Title | The Bride |
Artist / Creator | Gwido Zlatkes |
Press Name | Vigoda Press |
Artist's Nationality | Polish/American |
Place of Publication | Riverside, CA |
Publication Date | 2012 |
Author of Text | Aleksander Wat |
Contributors | Czesław Miłosz, Leonard Nathan, Ann Frenkel |
Medium / Materials | Letterpress/polymer plates |
Paper Stock | Bhutan Bleached White Tsharsho |
Dimensions (WxHxD) | 8.5 x 12 inches |
Edition Size | Edition of 50 |
Signed & Numbered | Signed by the printer |
A poem by Aleksander Wat translated to the English by Czesław Miłosz and Leonard Nathan; set by Ann Frenkel to the music “Komm süßer Tod” by Johann Sebastian Bach. To celebrate Ann’s fiftieth birthday on March 14, 2012.
The poem can be viewed performed by Ann Frenkel at: http://www.youtube.com/watch?v=-zsIlTyWmV8
Text of Poem:
Let him not unveil her with his eye before he washes it in the light of morning In the snow of a distant mountain In a gentle hill of herbs In the stream of cantatas of Johann Sebastian Bach Let him not put his hand on her before he cleanses it of violence From blood Spilled Assented to Before he engraves it with tenderness Good deeds With the toil of laboring in earth the mother With playing a harpsichord or ocarina Let him not bring his lips close to her before he rinses off the lie Before he drinks from the source of live water Before he burns them pure in live fire Before he sanctifies them in the tabernaculum of grace and sweetness
Artist Bio
Aleksander Wat (1900-1967) was a personal friend and mentor to the Nobel laureate Czesław Miłosz.

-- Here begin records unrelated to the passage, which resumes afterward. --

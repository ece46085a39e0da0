//! Error conversions - From implementations for common error types
//!
//! Provides automatic conversion from common error types to [`AppError`].

use super::app_error::AppError;
use super::kind::ErrorKind;

// ============================================================================
// Standard library conversions
// ============================================================================

impl From<std::io::Error> for AppError {
    fn from(err: std::io::Error) -> Self {
        let kind = match err.kind() {
            std::io::ErrorKind::NotFound => ErrorKind::NotFound,
            std::io::ErrorKind::PermissionDenied => ErrorKind::Forbidden,
            std::io::ErrorKind::TimedOut => ErrorKind::RequestTimeout,
            _ => ErrorKind::InternalServerError,
        };
        AppError::new(kind, "I/O operation failed").with_source(err)
    }
}

impl From<std::string::FromUtf8Error> for AppError {
    fn from(err: std::string::FromUtf8Error) -> Self {
        AppError::bad_request("Invalid UTF-8 string").with_source(err)
    }
}

impl From<std::num::ParseIntError> for AppError {
    fn from(err: std::num::ParseIntError) -> Self {
        AppError::bad_request("Invalid integer format").with_source(err)
    }
}

// ============================================================================
// serde_json conversions
// ============================================================================

impl From<serde_json::Error> for AppError {
    fn from(err: serde_json::Error) -> Self {
        if err.is_syntax() || err.is_data() {
            AppError::bad_request(format!("JSON parse error: {}", err)).with_source(err)
        } else {
            AppError::internal("JSON serialization error").with_source(err)
        }
    }
}

// ============================================================================
// SQLx conversions (feature-gated)
// ============================================================================

#[cfg(feature = "sqlx")]
impl From<sqlx::Error> for AppError {
    fn from(err: sqlx::Error) -> Self {
        match &err {
            sqlx::Error::RowNotFound => AppError::not_found("Record not found").with_source(err),
            sqlx::Error::PoolTimedOut => {
                AppError::service_unavailable("Database connection pool exhausted").with_source(err)
            }
            sqlx::Error::Database(db_err) => {
                // PostgreSQL error classes
                // https://www.postgresql.org/docs/current/errcodes-appendix.html
                let app_err = if let Some(code) = db_err.code() {
                    match code.as_ref() {
                        // Class 23 - Integrity Constraint Violation
                        "23502" => AppError::bad_request("Required field is null"),
                        "23503" => AppError::conflict("Foreign key violation"),
                        "23505" => AppError::conflict("Duplicate key value"),
                        "23514" => AppError::bad_request("Check constraint violation"),
                        // Class 53 - Insufficient Resources
                        "53000" | "53100" | "53200" | "53300" => {
                            AppError::service_unavailable("Database resource exhausted")
                        }
                        // Class 57 - Operator Intervention
                        "57000" | "57014" | "57P01" | "57P02" | "57P03" => {
                            AppError::service_unavailable("Database unavailable")
                        }
                        _ => AppError::internal("Database error"),
                    }
                } else {
                    AppError::internal("Database error")
                };
                app_err.with_source(err)
            }
            sqlx::Error::Io(_) => {
                AppError::service_unavailable("Database connection error").with_source(err)
            }
            _ => AppError::internal("Database error").with_source(err),
        }
    }
}

// ============================================================================
// Axum conversions (feature-gated)
// ============================================================================

#[cfg(feature = "axum")]
impl axum::response::IntoResponse for AppError {
    fn into_response(self) -> axum::response::Response {
        use axum::Json;
        use axum::http::StatusCode;

        let status =
            StatusCode::from_u16(self.status_code()).unwrap_or(StatusCode::INTERNAL_SERVER_ERROR);

        // Uniform wire envelope; source errors never leave the server
        let body = serde_json::json!({
            "statusCode": self.status_code(),
            "message": self.message(),
        });

        (status, Json(body)).into_response()
    }
}

#[cfg(test)]
mod tests {
    use super::*;

    #[test]
    fn test_io_error_conversion() {
        let io_err = std::io::Error::new(std::io::ErrorKind::NotFound, "file not found");
        let app_err: AppError = io_err.into();
        assert_eq!(app_err.kind(), ErrorKind::NotFound);

        let io_err = std::io::Error::new(std::io::ErrorKind::PermissionDenied, "access denied");
        let app_err: AppError = io_err.into();
        assert_eq!(app_err.kind(), ErrorKind::Forbidden);
    }

    #[test]
    fn test_parse_int_error_conversion() {
        let parse_err: Result<i32, _> = "abc".parse();
        let app_err: AppError = parse_err.unwrap_err().into();
        assert_eq!(app_err.kind(), ErrorKind::BadRequest);
    }

    #[test]
    fn test_json_error_conversion() {
        let json_err = serde_json::from_str::<serde_json::Value>("invalid json").unwrap_err();
        let app_err: AppError = json_err.into();
        assert_eq!(app_err.kind(), ErrorKind::BadRequest);
    }
}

A scion of a prominent Jewish family, in the 1920s he became an avant-garde artist with communist leanings. Imprisoned in the Soviet Union during WWII, he had a mystical illumination in Moscow’s Lubyanka prison: he saw Stalin as Satan incarnated in history. In 1953 Wat suffered a brain hemorrhage that resulted in recurring debilitating pain which he interpreted as punishment for his involment in communism. The poem Poślubiona (“The Bride”) was written in 1967 for the poet’s wife as a gift for the 40th anniversary of their wedding. Frank L. Vigoda is a translator, printer and proprietor of VigodaPress in Riverside, CA.